The method of establishing VPN under DOS (CMD) _ Server

Source: Internet
Author: User
Source: Guardian Angel ' S Blog

1. Premises
Windows Firewall stop in service (or trouble spots can be router protocol, port 1723 to go with)
The Remote Registry service must be open
The server service must be turned on
Router routing service must be turned on

Two or more network card Win2000 VPN is very convenient, after adding NAT protocol, client dial-in, can use remote network to connect to the Internet. So that some clients can improve the speed of the network, and to achieve the role of agents.

The winxp,win2003 of a network card is still very convenient to do similar VPN, after the NAT protocol is added, add two additional interfaces, one is local connection, one is internal, set local connection is full forwarding, internal is private mode, can let the user with permission to dial in.

A network card Win2000, do a similar VPN is inconvenient, Nat protocol added, and then add interface, can only add on the local connection, the interior does not allow the addition of graphical interface, see the netsh dump >c:\1.txt after the attempt in the Netsh command to add an internal interface, through. command is: Netsh routing ip nat add interface internal private

Here are some common commands:

netsh ras set user username permit//Set user authorization, the user cannot be TsInternetUser support_388945a0 etc.

netsh ras ip set addrassign pool//Set static address pool mode

netsh ras ip add range 10.0.0.1 10.0.0.100//Set the static pool scope to use a standard LAN address to avoid future address forwarding errors when accessing the Internet.

netsh routing ip NAT install//Add NAT protocol

netsh routing ip nat add interface local connection full//Add NAT interface local connection all forwarding

netsh routing ip nat add interface internal private//Add NAT excuse for internal proprietary mode

IGMP can also be configured in netsh with a long command line:

netsh routing ip igmp install

netsh routing ip igmp add interface internal IGMPPROTOTYPE=IGMPRTRV2 ifenabled=enable robustvar=2 startupquerycount=2 startupqu eryinterval=31 genqueryinterval=125 genqueryresptime=10 lastmemquerycount=2 lastmemqueryinterval=1000 Accnonrtralertpkts=yes

netsh routing ip igmp add interface name= "Local Area Connection" Igmpprototype=igmpproxy ifenabled=enable
If you already have an interface before you configure it, you must first remove:

netsh routing ip IGMP delete interface internal//similar

The Routing and Remote Access service records a lot of information in the system, security journal, such as IPSec, login information.

Modify the registry to avoid:

HKEY_LOCAL_MACHINE\SYSTEM\CurrentControlSet\Services\RasMan\Parameters

ProhibitIpSec "=dword:00000001

Hkey_local_machine\system\currentcontrolset\services\remoteaccess\parameters

Loggingflags "=dword:00000000

Now in addition to login information, ipsec,remoteaccess warning, has not been recorded.

----------------------------------------

There is also worth mentioning is the establishment of a good VPN, usually using the PPTP protocol, tcp1723 Port, if we are in the IP policy of the network card added tcp1723 of the allowable entry, can basically dial in. Why is it basic, because PPTP has a ip47 protocol in addition to tcp1723, and unlike TCP, which is different from UDP, this protocol is important for authentication. If the firewall on the network is cut off, there will be a problem that dial-up-> user authentication-> not be disconnected by authentication.
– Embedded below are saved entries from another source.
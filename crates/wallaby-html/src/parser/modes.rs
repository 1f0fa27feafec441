//! The per-insertion-mode token handlers.
//!
//! [§ 13.2.6.4 The rules for parsing tokens in HTML content](https://html.spec.whatwg.org/multipage/parsing.html#parsing-main-inhtml)
//!
//! Each handler consumes one token under one insertion mode and reports
//! whether the dispatch loop should reprocess it ([`ModeOutcome`]). The
//! shared algorithms (scopes, reconstruction, adoption agency, foster
//! parenting) live in `core`.

use wallaby_dom::{DoctypeData, Namespace, NodeId, NodeType};

use super::core::{ActiveFormattingElement, InsertionMode, ModeOutcome, Parser};
use super::error::TreeBuilderErrorKind;
use super::quirks::{QuirksMode, classify_doctype};
use crate::tokenizer::Token;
When the VPN is configured, it also needs the support of the Remoteregister service, which can be turned off after establishment.
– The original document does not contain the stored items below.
//! Tests for DOM tree mutation methods: remove_child, insert_before,
//! move_children, detach, clone_subtree.

use wallaby_dom::{AttributeList, DomTree, ElementData, Namespace, NodeId, NodeType};

/// Helper to create an HTML element node and return its NodeId.
fn alloc_element(tree: &mut DomTree, tag: &str) -> NodeId {
    tree.alloc(NodeType::Element(ElementData {
        tag_name: tag.to_string(),
        namespace: Namespace::Html,
        attrs: AttributeList::new(),
        template_contents: None,
    }))
}

// ========== remove_child ==========

#[test]
fn remove_child_single_child() {
    let mut tree = DomTree::new();
    let parent = alloc_element(&mut tree, "div");
    tree.append_child(NodeId::ROOT, parent);

    let child = alloc_element(&mut tree, "p");
    tree.append_child(parent, child);

    assert_eq!(tree.children(parent).len(), 1);

    tree.remove_child(parent, child);

    assert_eq!(tree.children(parent).len(), 0);
    assert_eq!(tree.parent(child), None);
    assert_eq!(tree.prev_sibling(child), None);
    assert_eq!(tree.next_sibling(child), None);
}

#[test]
fn remove_child_middle_of_three() {
    let mut tree = DomTree::new();
    let parent = alloc_element(&mut tree, "div");
    tree.append_child(NodeId::ROOT, parent);

    let a = alloc_element(&mut tree, "a");
    let b = alloc_element(&mut tree, "b");
    let c = alloc_element(&mut tree, "c");
    tree.append_child(parent, a);
    tree.append_child(parent, b);
    tree.append_child(parent, c);

    tree.remove_child(parent, b);

    // a and c are siblings now
    assert_eq!(tree.children(parent), &[a, c]);
    assert_eq!(tree.next_sibling(a), Some(c));
    assert_eq!(tree.prev_sibling(c), Some(a));
}

#[test]
#[should_panic(expected = "not a child")]
fn remove_child_of_wrong_parent_panics() {
    let mut tree = DomTree::new();
    let parent = alloc_element(&mut tree, "div");
    let other = alloc_element(&mut tree, "span");
    tree.append_child(NodeId::ROOT, parent);
    tree.append_child(NodeId::ROOT, other);

    let child = alloc_element(&mut tree, "p");
    tree.append_child(parent, child);

    tree.remove_child(other, child);
}

// ========== insert_before ==========

#[test]
fn insert_before_first_child() {
    let mut tree = DomTree::new();
    let parent = alloc_element(&mut tree, "div");
    tree.append_child(NodeId::ROOT, parent);

    let existing = alloc_element(&mut tree, "b");
    tree.append_child(parent, existing);

    let new_child = alloc_element(&mut tree, "a");
    tree.insert_before(parent, new_child, existing);

    assert_eq!(tree.children(parent), &[new_child, existing]);
    assert_eq!(tree.parent(new_child), Some(parent));
    assert_eq!(tree.next_sibling(new_child), Some(existing));
    assert_eq!(tree.prev_sibling(new_child), None);
    assert_eq!(tree.prev_sibling(existing), Some(new_child));
}

#[test]
fn insert_before_middle() {
    let mut tree = DomTree::new();
    let parent = alloc_element(&mut tree, "div");
    tree.append_child(NodeId::ROOT, parent);

    let a = alloc_element(&mut tree, "a");
    let c = alloc_element(&mut tree, "c");
    tree.append_child(parent, a);
    tree.append_child(parent, c);

    let b = alloc_element(&mut tree, "b");
    tree.insert_before(parent, b, c);

    assert_eq!(tree.children(parent), &[a, b, c]);
    assert_eq!(tree.next_sibling(a), Some(b));
    assert_eq!(tree.prev_sibling(b), Some(a));
    assert_eq!(tree.next_sibling(b), Some(c));
    assert_eq!(tree.prev_sibling(c), Some(b));
}

// ========== move_children ==========

#[test]
fn move_children_basic() {
    let mut tree = DomTree::new();
    let from = alloc_element(&mut tree, "div");
    let to = alloc_element(&mut tree, "span");
    tree.append_child(NodeId::ROOT, from);
    tree.append_child(NodeId::ROOT, to);

    let a = alloc_element(&mut tree, "a");
    let b = alloc_element(&mut tree, "b");
    tree.append_child(from, a);
    tree.append_child(from, b);

    tree.move_children(from, to);

    assert_eq!(tree.children(from).len(), 0);
    assert_eq!(tree.children(to), &[a, b]);
    assert_eq!(tree.parent(a), Some(to));
    assert_eq!(tree.parent(b), Some(to));
}

#[test]
fn move_children_appends_to_existing() {
    let mut tree = DomTree::new();
    let from = alloc_element(&mut tree, "div");
    let to = alloc_element(&mut tree, "span");
    tree.append_child(NodeId::ROOT, from);
    tree.append_child(NodeId::ROOT, to);

    let existing = alloc_element(&mut tree, "x");
    tree.append_child(to, existing);

    let moved = alloc_element(&mut tree, "y");
    tree.append_child(from, moved);

    tree.move_children(from, to);

    assert_eq!(tree.children(to), &[existing, moved]);
    assert_eq!(tree.next_sibling(existing), Some(moved));
    assert_eq!(tree.prev_sibling(moved), Some(existing));
}

// ========== detach ==========

#[test]
fn detach_is_noop_for_detached_node() {
    let mut tree = DomTree::new();
    let orphan = alloc_element(&mut tree, "div");
    tree.detach(orphan);
    assert_eq!(tree.parent(orphan), None);
}

#[test]
fn detach_then_reappend() {
    let mut tree = DomTree::new();
    let a = alloc_element(&mut tree, "a");
    let b = alloc_element(&mut tree, "b");
    tree.append_child(NodeId::ROOT, a);
    tree.append_child(a, b);

    tree.detach(b);
    tree.append_child(NodeId::ROOT, b);

    assert_eq!(tree.children(NodeId::ROOT), &[a, b]);
    assert_eq!(tree.children(a).len(), 0);
}

// ========== attributes ==========

#[test]
fn attribute_list_preserves_insertion_order_and_uniqueness() {
    let mut attrs = AttributeList::new();
    assert!(attrs.push_unique("href".into(), "/a".into()));
    assert!(attrs.push_unique("class".into(), "x".into()));
    // Duplicate: first value wins.
    assert!(!attrs.push_unique("href".into(), "/b".into()));

    let names: Vec<&str> = attrs.iter().map(|a| a.name.as_str()).collect();
    assert_eq!(names, ["href", "class"]);
    assert_eq!(attrs.get("href"), Some("/a"));
}

// ========== clone_subtree ==========

#[test]
fn clone_subtree_copies_structure() {
    let mut tree = DomTree::new();
    let div = alloc_element(&mut tree, "div");
    tree.append_child(NodeId::ROOT, div);
    let text = tree.alloc(NodeType::Text("hi".to_string()));
    tree.append_child(div, text);

    let clone = tree.clone_subtree(div);
    assert_eq!(tree.parent(clone), None);
    assert_eq!(tree.children(clone).len(), 1);
    let cloned_text = tree.children(clone)[0];
    assert_ne!(cloned_text, text);
    assert_eq!(tree.as_text(cloned_text), Some("hi"));
}

#[test]
fn clone_subtree_clones_template_contents() {
    let mut tree = DomTree::new();
    let contents = tree.alloc(NodeType::DocumentFragment);
    let inner = alloc_element(&mut tree, "p");
    tree.append_child(contents, inner);

    let template = tree.alloc(NodeType::Element(ElementData {
        tag_name: "template".to_string(),
        namespace: Namespace::Html,
        attrs: AttributeList::new(),
        template_contents: Some(contents),
    }));
    tree.append_child(NodeId::ROOT, template);

    let clone = tree.clone_subtree(template);
    let cloned_contents = tree
        .as_element(clone)
        .and_then(|e| e.template_contents)
        .expect("clone keeps template contents");
    assert_ne!(cloned_contents, contents);
    assert_eq!(tree.children(cloned_contents).len(), 1);
}

// ========== text_content ==========

#[test]
fn text_content_descends_into_template() {
    let mut tree = DomTree::new();
    let contents = tree.alloc(NodeType::DocumentFragment);
    let text = tree.alloc(NodeType::Text("inside".to_string()));
    tree.append_child(contents, text);

    let template = tree.alloc(NodeType::Element(ElementData {
        tag_name: "template".to_string(),
        namespace: Namespace::Html,
        attrs: AttributeList::new(),
        template_contents: Some(contents),
    }));
    tree.append_child(NodeId::ROOT, template);

    let opts = wallaby_dom::TextOptions::default();
    assert_eq!(tree.text_content(NodeId::ROOT, &opts), "inside");
}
Workstation, SERVER,RPC is also required at the time of configuration.

----------------------------------------

After the test, the entire command line establishes the VPN, the Rrasmgmt.msc does not appear the concrete configuration information. In other words, only look at the network Connection folder to see a dial-in connection. Seemingly concealed, compared to the deuce.

Contact Us

The content source of this page is from Internet, which doesn't represent Alibaba Cloud's opinion; products and services mentioned on that page don't have any relationship with Alibaba Cloud. If the content of the page makes you feel confusing, please write us an email, we will handle the problem within 5 days after receiving your email.

If you find any instances of plagiarism from the community, please send an email to: info-contact@alibabacloud.com and provide relevant evidence. A staff member will contact you within 5 working days.

A Free Trial That Lets You Build Big!

Start building with 50+ products and up to 12 months usage for Elastic Compute Service

  • Sales Support

    1 on 1 presale consultation

  • After-Sales Support

    24/7 Technical Support 6 Free Tickets per Quarter Faster Response

  • Alibaba Cloud offers highly flexible support services tailored to meet your exact needs.